Provided data:
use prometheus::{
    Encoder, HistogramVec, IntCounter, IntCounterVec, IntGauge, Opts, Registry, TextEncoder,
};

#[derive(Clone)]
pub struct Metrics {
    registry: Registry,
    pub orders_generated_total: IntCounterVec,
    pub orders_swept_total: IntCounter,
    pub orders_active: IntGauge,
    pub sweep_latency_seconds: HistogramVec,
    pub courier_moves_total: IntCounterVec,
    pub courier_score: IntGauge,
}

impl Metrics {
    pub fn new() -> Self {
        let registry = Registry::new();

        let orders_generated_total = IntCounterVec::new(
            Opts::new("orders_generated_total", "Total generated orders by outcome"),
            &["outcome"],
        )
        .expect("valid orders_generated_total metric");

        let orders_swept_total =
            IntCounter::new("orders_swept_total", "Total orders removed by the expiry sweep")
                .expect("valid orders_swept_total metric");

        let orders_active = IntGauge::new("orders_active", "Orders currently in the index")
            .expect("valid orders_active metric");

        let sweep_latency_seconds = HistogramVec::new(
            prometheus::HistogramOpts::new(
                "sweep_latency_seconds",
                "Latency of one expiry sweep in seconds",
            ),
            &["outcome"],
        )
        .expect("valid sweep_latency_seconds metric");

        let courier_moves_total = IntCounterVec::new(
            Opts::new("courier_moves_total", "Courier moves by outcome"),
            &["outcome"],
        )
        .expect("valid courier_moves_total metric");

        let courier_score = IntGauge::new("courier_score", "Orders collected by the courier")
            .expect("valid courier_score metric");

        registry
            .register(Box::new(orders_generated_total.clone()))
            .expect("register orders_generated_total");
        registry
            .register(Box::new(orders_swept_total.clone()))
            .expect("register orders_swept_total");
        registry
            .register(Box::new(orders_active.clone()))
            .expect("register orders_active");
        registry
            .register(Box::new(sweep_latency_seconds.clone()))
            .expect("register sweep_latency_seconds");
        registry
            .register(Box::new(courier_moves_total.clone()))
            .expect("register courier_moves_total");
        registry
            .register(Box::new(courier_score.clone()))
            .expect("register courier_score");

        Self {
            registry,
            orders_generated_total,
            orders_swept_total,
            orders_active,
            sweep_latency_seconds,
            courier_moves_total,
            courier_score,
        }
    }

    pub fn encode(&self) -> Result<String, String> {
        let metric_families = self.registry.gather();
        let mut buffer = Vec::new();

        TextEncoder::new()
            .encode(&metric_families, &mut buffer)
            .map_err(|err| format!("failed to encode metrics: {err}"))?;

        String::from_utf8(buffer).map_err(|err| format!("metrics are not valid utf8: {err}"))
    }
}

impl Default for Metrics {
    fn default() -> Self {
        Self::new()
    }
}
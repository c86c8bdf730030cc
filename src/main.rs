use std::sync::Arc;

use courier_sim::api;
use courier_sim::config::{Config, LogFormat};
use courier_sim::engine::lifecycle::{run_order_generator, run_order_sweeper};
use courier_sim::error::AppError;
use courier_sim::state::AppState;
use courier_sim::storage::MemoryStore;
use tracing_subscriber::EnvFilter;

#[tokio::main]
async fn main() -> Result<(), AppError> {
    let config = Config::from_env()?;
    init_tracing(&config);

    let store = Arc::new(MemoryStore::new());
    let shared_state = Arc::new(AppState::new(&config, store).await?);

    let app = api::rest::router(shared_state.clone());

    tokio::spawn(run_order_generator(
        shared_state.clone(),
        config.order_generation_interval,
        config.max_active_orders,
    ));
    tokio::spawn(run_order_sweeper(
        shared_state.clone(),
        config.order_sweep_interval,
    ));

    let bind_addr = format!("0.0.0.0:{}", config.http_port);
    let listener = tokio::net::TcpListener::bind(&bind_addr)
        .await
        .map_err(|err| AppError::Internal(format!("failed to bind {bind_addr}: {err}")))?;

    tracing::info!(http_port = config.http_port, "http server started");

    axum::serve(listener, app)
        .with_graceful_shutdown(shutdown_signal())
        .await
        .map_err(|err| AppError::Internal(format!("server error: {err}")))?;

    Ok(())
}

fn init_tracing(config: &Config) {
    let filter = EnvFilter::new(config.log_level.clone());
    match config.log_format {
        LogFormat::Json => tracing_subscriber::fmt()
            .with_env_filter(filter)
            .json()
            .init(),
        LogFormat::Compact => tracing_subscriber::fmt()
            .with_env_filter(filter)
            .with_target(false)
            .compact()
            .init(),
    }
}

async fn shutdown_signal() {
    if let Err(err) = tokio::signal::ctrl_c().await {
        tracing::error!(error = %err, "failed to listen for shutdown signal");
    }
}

Your instructions: Show all lines in the preceding material that have "HistogramVec" in them.

Finished exercise:
    Encoder, HistogramVec, IntCounter, IntCounterVec, IntGauge, Opts, Registry, TextEncoder,
    pub sweep_latency_seconds: HistogramVec,
        let sweep_latency_seconds = HistogramVec::new(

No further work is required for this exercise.